(Beginning of RECORDS SHOWN)
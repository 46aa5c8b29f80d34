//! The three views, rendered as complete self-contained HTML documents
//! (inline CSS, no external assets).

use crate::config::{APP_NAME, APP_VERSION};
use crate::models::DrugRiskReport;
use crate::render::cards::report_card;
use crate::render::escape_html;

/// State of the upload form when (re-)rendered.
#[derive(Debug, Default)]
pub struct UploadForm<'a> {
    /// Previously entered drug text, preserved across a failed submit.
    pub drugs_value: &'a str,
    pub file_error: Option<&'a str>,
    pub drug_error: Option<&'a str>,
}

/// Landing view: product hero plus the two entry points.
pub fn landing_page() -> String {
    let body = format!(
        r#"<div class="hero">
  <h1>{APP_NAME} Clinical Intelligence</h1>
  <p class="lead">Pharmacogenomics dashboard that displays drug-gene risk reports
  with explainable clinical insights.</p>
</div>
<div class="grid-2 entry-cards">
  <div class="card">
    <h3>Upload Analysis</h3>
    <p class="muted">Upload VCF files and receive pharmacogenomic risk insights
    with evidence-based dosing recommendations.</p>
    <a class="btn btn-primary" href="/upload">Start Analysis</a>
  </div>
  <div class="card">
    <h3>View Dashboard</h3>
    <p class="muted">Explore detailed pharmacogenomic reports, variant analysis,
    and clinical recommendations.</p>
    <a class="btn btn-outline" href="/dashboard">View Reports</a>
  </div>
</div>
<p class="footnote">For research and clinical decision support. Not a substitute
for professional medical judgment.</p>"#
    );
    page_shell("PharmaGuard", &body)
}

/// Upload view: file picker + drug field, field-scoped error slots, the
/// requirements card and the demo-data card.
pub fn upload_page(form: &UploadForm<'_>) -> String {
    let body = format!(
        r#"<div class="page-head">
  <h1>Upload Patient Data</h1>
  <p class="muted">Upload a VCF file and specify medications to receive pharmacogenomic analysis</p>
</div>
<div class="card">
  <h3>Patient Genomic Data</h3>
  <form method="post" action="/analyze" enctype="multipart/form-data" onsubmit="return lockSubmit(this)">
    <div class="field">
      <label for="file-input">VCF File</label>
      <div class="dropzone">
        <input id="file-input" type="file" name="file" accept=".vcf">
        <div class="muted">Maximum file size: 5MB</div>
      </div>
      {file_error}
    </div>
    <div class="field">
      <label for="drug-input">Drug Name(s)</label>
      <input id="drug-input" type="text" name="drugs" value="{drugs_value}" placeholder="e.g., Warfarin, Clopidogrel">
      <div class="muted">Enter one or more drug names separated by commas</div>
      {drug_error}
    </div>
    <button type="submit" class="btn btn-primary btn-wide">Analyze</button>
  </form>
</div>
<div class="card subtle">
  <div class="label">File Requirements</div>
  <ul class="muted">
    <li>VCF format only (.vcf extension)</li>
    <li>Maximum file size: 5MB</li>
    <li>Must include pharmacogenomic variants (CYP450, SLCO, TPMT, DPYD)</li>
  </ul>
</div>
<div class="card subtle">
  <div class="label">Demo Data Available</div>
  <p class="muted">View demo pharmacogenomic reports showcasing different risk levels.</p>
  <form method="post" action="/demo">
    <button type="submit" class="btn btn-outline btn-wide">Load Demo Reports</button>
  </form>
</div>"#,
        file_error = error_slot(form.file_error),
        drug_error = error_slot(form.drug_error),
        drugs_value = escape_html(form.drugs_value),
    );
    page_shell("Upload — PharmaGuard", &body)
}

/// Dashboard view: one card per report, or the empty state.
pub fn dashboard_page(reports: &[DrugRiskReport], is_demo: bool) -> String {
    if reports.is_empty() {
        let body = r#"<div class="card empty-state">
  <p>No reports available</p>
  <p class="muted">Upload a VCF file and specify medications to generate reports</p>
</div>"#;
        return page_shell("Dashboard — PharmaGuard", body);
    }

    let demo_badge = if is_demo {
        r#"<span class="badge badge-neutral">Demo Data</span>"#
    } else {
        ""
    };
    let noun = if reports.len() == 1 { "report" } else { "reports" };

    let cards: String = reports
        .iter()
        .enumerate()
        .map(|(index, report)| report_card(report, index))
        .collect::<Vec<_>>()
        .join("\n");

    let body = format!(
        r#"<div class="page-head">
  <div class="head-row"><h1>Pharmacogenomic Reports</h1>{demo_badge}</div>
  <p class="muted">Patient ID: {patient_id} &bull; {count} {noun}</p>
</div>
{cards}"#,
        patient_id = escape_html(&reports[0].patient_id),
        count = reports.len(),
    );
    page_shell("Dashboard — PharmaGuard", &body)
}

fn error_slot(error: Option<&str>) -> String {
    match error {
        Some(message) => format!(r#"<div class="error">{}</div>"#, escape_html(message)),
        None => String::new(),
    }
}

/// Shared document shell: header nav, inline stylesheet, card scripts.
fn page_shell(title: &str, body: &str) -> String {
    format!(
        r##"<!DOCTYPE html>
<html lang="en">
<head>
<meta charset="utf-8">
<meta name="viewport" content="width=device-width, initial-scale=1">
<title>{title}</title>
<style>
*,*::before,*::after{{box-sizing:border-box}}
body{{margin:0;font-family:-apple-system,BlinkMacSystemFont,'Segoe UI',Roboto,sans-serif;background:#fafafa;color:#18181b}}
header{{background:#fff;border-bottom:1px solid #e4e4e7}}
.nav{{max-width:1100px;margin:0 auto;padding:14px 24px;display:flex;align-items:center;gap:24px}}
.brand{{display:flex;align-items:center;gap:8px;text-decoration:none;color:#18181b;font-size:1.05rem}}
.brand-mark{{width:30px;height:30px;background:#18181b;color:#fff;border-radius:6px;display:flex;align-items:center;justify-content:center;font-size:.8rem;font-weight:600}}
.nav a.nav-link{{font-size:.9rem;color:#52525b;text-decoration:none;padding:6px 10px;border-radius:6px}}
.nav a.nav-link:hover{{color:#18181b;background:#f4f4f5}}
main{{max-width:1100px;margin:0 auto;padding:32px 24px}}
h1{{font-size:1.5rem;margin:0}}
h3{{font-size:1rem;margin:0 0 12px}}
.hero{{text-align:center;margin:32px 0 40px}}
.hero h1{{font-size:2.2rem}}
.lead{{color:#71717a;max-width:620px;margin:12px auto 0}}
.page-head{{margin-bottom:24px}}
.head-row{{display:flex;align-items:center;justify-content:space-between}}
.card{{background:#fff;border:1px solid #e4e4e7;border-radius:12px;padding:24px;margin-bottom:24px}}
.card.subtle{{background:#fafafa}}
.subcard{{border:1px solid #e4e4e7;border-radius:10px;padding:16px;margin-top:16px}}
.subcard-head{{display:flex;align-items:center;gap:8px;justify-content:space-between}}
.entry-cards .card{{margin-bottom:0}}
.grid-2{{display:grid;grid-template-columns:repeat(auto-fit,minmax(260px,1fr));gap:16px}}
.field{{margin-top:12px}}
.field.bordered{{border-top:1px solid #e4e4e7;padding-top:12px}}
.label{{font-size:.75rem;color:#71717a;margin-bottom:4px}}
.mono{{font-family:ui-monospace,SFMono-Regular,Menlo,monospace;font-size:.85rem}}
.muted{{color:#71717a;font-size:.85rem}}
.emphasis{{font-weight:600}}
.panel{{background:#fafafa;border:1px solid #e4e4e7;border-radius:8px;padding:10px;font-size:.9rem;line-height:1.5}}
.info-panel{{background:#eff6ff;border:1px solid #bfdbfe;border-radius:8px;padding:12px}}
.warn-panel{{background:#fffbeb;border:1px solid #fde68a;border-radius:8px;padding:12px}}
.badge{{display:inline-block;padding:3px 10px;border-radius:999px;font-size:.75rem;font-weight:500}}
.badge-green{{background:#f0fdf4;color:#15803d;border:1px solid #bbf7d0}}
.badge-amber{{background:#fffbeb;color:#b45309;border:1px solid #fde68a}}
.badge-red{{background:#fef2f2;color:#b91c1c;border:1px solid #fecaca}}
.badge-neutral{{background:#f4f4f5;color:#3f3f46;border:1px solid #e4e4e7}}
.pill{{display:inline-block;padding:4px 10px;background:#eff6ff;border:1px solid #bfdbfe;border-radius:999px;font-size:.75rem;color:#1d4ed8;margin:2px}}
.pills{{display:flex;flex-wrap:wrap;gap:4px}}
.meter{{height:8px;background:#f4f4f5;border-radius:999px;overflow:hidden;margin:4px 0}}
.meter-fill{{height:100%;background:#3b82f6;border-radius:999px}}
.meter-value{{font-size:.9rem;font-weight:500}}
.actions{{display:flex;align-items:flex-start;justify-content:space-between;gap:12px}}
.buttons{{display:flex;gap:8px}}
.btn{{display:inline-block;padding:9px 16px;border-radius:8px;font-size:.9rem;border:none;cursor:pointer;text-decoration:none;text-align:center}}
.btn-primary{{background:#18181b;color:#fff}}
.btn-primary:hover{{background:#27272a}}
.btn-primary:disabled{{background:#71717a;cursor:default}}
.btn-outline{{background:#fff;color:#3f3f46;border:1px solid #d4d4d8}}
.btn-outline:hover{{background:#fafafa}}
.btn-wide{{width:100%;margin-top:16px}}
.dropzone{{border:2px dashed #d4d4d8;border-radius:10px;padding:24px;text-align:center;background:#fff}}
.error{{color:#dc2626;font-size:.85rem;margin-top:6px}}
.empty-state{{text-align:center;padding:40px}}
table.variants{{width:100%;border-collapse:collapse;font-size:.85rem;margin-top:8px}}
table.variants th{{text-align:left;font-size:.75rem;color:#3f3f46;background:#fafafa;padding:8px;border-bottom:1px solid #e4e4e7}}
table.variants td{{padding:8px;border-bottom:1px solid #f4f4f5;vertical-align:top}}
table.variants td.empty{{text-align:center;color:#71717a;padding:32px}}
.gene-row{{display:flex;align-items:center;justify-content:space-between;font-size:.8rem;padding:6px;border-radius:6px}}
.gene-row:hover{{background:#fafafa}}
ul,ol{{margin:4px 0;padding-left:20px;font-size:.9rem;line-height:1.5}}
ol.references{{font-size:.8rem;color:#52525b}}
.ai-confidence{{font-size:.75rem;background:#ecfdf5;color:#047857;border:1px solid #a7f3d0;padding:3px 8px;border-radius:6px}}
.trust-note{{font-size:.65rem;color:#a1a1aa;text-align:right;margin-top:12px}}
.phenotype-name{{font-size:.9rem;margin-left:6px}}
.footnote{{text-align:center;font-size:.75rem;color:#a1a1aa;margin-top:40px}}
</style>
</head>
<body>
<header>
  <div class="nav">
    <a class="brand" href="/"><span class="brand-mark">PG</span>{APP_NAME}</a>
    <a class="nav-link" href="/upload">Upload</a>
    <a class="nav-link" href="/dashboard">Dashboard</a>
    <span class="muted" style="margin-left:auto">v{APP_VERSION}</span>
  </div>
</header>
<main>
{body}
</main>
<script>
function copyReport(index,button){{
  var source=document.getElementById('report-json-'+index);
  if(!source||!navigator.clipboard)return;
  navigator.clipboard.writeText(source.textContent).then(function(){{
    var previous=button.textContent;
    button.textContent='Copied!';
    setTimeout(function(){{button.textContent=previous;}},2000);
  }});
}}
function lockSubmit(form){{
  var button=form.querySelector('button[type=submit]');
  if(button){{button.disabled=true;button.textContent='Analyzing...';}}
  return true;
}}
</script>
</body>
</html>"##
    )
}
(End of RECORDS SHOWN)
◆ **EXERCISE DIRECTIONS**
Go through the records and pull out each line that includes the word "bottom".

◆ **FINISHED TASK**
header{{background:#fff;border-bottom:1px solid #e4e4e7}}
.page-head{{margin-bottom:24px}}
.card{{background:#fff;border:1px solid #e4e4e7;border-radius:12px;padding:24px;margin-bottom:24px}}
.entry-cards .card{{margin-bottom:0}}
.label{{font-size:.75rem;color:#71717a;margin-bottom:4px}}
table.variants th{{text-align:left;font-size:.75rem;color:#3f3f46;background:#fafafa;padding:8px;border-bottom:1px solid #e4e4e7}}
table.variants td{{padding:8px;border-bottom:1px solid #f4f4f5;vertical-align:top}}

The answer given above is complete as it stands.